The length of this is getting absurd, I hope you're reading in installments. So I'll pass quickly over the parade of athletes with the following details:
  • The whole stadium was flanked by probably 2008 cheerleaders in white skirts and high-heeled white cowboy boots, who had to stand up and clap and stomp and cheer for about two and a half hours. And it was so hot that the heads of state were dripping. Those girls had the worst job of the evening, for serious.
  • The girls who carried the signs in front of each country had MUCH better dresses than the ones from Turin. Much more with the red and gold silk and much less with the ski slope dioramas on ON THE SKIRT.
  • Canada's fashion sense has improved moderately since the last Olympics, but the Americans got hijacked by a Ralph Lauren makeover team which makes them look like a lost yachting club in absurd hats. The Hungarians, even more unfortunately, showed up wearing red and white splotched tablecloths. As usual, most of the Africans were wearing caftans that were a) gorgeous b) regal and c) really comfortable looking.
  • We're not done with the canvas yet--oh no! It was lying on the ground in the middle of the arena again, and this time there were giant ink pads in front of it in rainbow colors. As the athletes marched up the center, they walked through the ink and tracked a rainbow onto the paper. This Olympics is all about the bodily art, I guess.
  • Vladimir Putin gets docked for Class A BAD FORM for starting a war from the Olympics. You should not be allowed to DO that.
  • China's flag was carried in by Yao Ming, accompanied by an eight-year-old boy who came approximately up to his knee. For a minute we thought it was comic relief, and they explained that he was from Sichuan, and had dug himself out of the rubble of his school after the earthquake and then rescued two of his classmates before any adults found them. When they asked him why he hadn't just run away when he got out, he said he was a class leader and he was supposed to make sure everyone got out safely. So that was...oof.
Okay, enough athletes, it's all about them now anyway. But first the torch! I was so excited for this part. They ran it in, passed it off to various former Chinese athletes around the stadium, and then when it got to the last guy...yes! He FLEW! And then he RAN, in slow motion, THROUGH THE AIR, ALL THE WAY AROUND THE TOP OF THE STADIUM, while the screen behind him played images of the whole torch relay minus the protests, and then he lit the end of a long pipe that carried the flame up the torch in a giant spiral and then stayed lit. And then there were more fireworks than I have ever seen. And it was AWESOME.
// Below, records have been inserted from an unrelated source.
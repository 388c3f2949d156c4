//! Pool configuration (§4.L).
//!
//! Grounded on the teacher's `Framework`/`Backend` construction parameters
//! (small, `Copy`-able structs of tunables passed by value at construction
//! rather than threaded through every call) — here the tunables are the
//! pool's minimum allocation unit, its starting growth quantum, and the
//! alignment floor the sub-allocator enforces on every region.

/// Tunables for constructing a [`Pool`](crate::alloc::Pool).
#[derive(Clone, Copy, Debug, PartialEq, Eq)]
pub struct Config {
    /// The smallest remainder a split will carve off (§4.B); below this the
    /// pool hands out the whole chunk rather than fragmenting it further.
    pub min_allocation_unit: usize,
    /// The size, in bytes, of the first region the pool grows to.
    /// Subsequent growths double this quantum until it covers the request.
    pub initial_quantum: usize,
    /// The minimum alignment the sub-allocator will honour for any region,
    /// regardless of what a caller requests.
    pub sub_allocator_alignment_floor: usize,
}

impl Default for Config {
    fn default() -> Self {
        Config {
            min_allocation_unit: crate::alloc::MIN_ALLOCATION_UNIT,
            initial_quantum: crate::alloc::MIN_ALLOCATION_UNIT,
            sub_allocator_alignment_floor: std::mem::size_of::<usize>(),
        }
    }
}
Okay, it's Lexie again. I have a question for Emily, perhaps to start us off. What is the most ridiculously misplaced expression of patriotism you have seen so far at the games? Describe and provide photos where available.

2 comments:

Emily said...

Oh, that's gonna have to go to the Georgian men's beach volleyball team. They're a couple of guys from Brazil (which Russia did not fail to point out when they lost to them in the semis), but they showed their true Georgian colors by changing their last names to Geor and Gia, respectively.

I mean, I know this is the Olympics of Georgia Getting To Do Whatever It Wants, but come on. Geor and Gia? Really?

Lex said...

How is it possible this was a year ago??